## Goal of the exercise:
Lines below that include the word "const" should each be copied.

Record excerpts START

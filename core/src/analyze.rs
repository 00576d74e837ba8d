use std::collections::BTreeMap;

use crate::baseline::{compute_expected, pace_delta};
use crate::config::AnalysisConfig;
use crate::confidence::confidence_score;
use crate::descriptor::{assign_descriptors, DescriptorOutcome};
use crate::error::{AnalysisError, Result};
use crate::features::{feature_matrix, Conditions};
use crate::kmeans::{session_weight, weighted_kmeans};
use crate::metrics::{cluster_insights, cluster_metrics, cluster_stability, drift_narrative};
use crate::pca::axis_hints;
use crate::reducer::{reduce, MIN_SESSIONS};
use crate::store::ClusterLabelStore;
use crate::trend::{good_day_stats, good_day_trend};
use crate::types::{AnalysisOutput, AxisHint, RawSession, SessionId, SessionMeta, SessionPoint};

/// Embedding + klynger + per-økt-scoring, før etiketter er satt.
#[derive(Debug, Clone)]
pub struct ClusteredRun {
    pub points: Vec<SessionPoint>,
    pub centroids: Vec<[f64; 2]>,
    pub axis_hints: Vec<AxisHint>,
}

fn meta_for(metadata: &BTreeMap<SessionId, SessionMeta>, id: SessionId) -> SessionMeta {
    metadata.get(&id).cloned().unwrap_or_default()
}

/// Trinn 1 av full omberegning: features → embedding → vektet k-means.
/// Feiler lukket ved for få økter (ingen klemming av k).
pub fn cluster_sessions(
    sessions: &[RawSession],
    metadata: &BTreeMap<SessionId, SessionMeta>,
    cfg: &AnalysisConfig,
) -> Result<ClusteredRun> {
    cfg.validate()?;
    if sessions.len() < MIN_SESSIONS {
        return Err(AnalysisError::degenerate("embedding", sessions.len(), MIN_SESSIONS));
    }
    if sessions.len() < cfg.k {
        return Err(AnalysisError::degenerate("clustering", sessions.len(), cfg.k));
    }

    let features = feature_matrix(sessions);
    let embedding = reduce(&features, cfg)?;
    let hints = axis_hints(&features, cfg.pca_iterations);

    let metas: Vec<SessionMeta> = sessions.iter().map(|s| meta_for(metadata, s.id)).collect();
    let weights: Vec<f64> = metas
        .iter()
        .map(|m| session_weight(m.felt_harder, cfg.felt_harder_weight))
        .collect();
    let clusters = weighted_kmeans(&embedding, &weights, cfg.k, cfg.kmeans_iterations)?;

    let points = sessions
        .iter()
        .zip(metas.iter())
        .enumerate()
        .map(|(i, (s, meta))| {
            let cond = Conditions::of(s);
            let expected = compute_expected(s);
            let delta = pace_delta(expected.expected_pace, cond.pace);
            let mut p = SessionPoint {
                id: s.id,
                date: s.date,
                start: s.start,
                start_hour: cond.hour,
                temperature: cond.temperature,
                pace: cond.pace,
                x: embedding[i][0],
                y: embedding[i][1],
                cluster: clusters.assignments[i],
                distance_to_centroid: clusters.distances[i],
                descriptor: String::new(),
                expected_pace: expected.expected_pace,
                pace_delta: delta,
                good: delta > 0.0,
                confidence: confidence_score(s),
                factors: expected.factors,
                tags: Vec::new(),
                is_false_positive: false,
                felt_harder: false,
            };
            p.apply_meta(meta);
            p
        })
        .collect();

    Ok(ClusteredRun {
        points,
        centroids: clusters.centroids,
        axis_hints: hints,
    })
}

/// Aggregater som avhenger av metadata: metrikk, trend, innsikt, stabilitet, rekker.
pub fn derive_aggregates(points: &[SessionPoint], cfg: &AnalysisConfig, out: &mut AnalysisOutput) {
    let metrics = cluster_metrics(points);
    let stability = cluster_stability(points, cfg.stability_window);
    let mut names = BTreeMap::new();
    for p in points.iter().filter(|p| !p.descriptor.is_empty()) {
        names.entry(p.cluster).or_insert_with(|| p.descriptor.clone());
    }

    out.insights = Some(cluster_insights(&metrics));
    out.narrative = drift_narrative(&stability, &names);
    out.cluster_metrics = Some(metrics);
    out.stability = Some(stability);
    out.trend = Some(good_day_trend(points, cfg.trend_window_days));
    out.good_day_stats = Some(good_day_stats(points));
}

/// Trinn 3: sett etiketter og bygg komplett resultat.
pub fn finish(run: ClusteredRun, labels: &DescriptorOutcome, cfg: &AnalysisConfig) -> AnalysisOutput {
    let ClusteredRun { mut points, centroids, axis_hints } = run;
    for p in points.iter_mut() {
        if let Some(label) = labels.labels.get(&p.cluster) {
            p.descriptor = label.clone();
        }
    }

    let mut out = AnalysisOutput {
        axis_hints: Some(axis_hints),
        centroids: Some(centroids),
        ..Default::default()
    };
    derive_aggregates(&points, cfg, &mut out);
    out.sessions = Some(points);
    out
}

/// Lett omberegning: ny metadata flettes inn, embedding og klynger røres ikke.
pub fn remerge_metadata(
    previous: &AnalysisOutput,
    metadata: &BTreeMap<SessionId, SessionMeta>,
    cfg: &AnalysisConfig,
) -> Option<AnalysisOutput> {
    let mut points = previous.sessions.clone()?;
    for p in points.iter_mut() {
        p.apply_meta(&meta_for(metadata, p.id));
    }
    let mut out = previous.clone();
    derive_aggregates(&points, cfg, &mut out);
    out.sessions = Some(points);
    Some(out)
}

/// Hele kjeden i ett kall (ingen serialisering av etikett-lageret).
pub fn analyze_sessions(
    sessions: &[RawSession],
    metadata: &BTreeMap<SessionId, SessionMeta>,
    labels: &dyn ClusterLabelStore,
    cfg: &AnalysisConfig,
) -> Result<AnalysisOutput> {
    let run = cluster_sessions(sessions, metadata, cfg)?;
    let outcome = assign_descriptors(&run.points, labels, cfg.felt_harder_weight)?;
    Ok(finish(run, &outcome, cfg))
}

Record excerpts END
Record excerpts START

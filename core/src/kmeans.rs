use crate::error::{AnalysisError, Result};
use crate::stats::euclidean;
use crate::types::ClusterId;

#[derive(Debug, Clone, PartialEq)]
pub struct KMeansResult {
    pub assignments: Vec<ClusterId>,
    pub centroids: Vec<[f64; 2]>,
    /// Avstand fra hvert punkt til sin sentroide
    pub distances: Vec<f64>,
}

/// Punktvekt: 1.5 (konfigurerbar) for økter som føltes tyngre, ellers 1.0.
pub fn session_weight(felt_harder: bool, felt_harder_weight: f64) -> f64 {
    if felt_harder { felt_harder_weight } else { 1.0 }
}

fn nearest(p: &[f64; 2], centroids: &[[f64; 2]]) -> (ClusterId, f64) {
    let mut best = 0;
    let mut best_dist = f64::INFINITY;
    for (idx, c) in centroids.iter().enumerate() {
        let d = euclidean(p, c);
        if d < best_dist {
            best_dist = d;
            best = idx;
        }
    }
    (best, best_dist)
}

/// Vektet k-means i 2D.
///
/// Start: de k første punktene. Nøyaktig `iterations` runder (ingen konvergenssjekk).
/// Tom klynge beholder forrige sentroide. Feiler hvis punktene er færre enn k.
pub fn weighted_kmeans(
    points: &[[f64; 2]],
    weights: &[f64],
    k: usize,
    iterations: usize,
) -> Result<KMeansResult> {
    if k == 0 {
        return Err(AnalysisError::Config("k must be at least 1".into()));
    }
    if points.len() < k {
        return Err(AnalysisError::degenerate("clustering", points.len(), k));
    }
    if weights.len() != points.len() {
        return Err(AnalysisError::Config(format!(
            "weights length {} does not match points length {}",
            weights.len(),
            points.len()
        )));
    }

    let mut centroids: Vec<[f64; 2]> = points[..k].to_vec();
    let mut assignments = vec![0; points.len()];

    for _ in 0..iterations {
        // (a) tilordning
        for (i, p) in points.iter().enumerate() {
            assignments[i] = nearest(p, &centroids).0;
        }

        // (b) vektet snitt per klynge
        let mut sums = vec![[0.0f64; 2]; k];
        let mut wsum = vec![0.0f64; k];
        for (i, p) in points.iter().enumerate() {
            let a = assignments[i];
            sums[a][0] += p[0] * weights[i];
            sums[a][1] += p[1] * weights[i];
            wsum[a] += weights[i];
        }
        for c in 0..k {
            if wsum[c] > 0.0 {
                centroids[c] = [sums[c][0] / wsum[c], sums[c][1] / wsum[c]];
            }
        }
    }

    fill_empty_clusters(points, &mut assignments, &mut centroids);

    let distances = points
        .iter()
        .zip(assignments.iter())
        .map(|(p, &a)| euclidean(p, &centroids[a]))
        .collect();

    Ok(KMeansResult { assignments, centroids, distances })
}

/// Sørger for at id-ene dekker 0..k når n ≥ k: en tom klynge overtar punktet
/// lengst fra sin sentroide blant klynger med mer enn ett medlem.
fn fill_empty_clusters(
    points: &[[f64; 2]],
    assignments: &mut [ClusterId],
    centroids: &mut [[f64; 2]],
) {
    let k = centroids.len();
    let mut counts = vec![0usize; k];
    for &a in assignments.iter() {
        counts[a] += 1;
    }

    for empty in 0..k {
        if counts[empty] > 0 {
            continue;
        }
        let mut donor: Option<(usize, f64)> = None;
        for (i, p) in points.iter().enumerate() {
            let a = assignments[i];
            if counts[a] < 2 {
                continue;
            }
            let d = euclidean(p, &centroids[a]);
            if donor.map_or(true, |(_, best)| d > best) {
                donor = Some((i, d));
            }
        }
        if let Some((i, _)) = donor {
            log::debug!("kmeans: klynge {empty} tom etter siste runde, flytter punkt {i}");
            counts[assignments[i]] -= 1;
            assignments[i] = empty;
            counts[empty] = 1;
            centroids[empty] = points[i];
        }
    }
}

Record excerpts END
Record excerpts START

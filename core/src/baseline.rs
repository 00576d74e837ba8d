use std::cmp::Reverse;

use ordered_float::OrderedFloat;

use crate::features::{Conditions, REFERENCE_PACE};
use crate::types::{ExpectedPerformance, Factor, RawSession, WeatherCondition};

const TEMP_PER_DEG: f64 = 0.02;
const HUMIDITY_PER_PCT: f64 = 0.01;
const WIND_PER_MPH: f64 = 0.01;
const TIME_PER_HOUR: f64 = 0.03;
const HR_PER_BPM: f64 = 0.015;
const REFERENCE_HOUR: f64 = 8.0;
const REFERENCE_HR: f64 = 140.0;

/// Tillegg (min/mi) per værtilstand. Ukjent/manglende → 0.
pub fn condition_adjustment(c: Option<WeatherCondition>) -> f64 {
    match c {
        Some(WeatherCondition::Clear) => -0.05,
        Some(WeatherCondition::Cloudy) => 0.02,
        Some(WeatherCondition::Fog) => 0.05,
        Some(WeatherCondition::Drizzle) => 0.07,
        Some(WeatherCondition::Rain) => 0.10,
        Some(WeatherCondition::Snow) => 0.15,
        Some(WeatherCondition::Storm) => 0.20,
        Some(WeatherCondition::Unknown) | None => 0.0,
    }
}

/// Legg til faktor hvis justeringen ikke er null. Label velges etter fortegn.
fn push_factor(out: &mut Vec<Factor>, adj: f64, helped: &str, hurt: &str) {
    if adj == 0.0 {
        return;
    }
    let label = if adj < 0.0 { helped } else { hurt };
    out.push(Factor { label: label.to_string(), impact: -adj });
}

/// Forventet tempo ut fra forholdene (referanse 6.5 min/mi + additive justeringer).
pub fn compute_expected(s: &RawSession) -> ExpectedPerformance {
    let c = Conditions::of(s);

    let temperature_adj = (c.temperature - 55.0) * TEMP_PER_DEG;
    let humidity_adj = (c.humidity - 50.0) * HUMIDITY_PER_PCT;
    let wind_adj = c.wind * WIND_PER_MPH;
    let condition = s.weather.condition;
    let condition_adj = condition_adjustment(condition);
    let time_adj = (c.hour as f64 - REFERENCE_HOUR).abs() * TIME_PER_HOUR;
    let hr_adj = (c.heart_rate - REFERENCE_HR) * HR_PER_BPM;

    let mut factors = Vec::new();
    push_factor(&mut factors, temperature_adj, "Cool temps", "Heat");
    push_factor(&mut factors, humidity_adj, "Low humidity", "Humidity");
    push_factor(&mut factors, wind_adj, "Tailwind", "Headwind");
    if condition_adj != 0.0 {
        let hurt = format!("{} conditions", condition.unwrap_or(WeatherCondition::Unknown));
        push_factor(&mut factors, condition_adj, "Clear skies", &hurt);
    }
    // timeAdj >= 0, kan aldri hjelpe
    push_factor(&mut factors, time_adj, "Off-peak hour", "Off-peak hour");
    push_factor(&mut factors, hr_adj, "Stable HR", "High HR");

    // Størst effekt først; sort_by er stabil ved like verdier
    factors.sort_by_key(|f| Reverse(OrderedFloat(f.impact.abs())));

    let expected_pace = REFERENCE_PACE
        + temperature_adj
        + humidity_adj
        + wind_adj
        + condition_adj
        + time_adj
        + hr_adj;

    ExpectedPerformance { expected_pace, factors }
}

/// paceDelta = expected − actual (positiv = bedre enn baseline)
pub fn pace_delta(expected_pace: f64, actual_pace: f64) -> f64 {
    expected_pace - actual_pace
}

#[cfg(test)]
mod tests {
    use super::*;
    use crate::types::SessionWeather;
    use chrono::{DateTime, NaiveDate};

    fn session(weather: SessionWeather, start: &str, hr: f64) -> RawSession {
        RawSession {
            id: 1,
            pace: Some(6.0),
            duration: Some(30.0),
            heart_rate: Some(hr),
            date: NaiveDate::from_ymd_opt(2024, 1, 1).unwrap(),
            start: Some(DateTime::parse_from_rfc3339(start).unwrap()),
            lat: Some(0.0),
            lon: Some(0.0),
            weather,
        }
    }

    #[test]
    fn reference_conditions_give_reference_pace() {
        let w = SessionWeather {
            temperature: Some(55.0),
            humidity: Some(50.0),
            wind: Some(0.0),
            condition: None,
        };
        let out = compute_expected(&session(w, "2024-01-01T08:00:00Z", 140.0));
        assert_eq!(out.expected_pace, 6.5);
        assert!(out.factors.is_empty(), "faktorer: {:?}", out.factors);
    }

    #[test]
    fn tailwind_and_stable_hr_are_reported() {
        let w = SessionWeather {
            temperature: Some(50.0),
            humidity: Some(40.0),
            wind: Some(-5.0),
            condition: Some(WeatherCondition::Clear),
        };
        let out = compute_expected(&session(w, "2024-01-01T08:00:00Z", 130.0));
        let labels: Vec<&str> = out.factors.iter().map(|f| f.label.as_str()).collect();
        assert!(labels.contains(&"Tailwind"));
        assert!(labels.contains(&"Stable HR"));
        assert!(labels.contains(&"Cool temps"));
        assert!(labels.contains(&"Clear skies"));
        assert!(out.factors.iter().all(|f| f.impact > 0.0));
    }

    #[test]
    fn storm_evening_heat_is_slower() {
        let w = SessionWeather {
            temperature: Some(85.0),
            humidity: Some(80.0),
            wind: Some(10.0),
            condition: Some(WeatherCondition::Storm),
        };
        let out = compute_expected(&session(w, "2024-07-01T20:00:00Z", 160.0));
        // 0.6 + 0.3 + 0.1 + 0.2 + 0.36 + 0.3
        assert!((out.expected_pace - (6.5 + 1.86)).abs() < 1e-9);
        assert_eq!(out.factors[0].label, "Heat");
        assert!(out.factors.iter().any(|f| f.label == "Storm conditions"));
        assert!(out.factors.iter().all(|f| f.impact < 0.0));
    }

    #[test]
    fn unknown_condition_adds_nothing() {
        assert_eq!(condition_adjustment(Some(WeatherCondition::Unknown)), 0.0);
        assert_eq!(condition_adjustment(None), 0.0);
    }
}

Record excerpts END

## Written response:
const TEMP_PER_DEG: f64 = 0.02;
const HUMIDITY_PER_PCT: f64 = 0.01;
const WIND_PER_MPH: f64 = 0.01;
const TIME_PER_HOUR: f64 = 0.03;
const HR_PER_BPM: f64 = 0.015;
const REFERENCE_HOUR: f64 = 8.0;
const REFERENCE_HR: f64 = 140.0;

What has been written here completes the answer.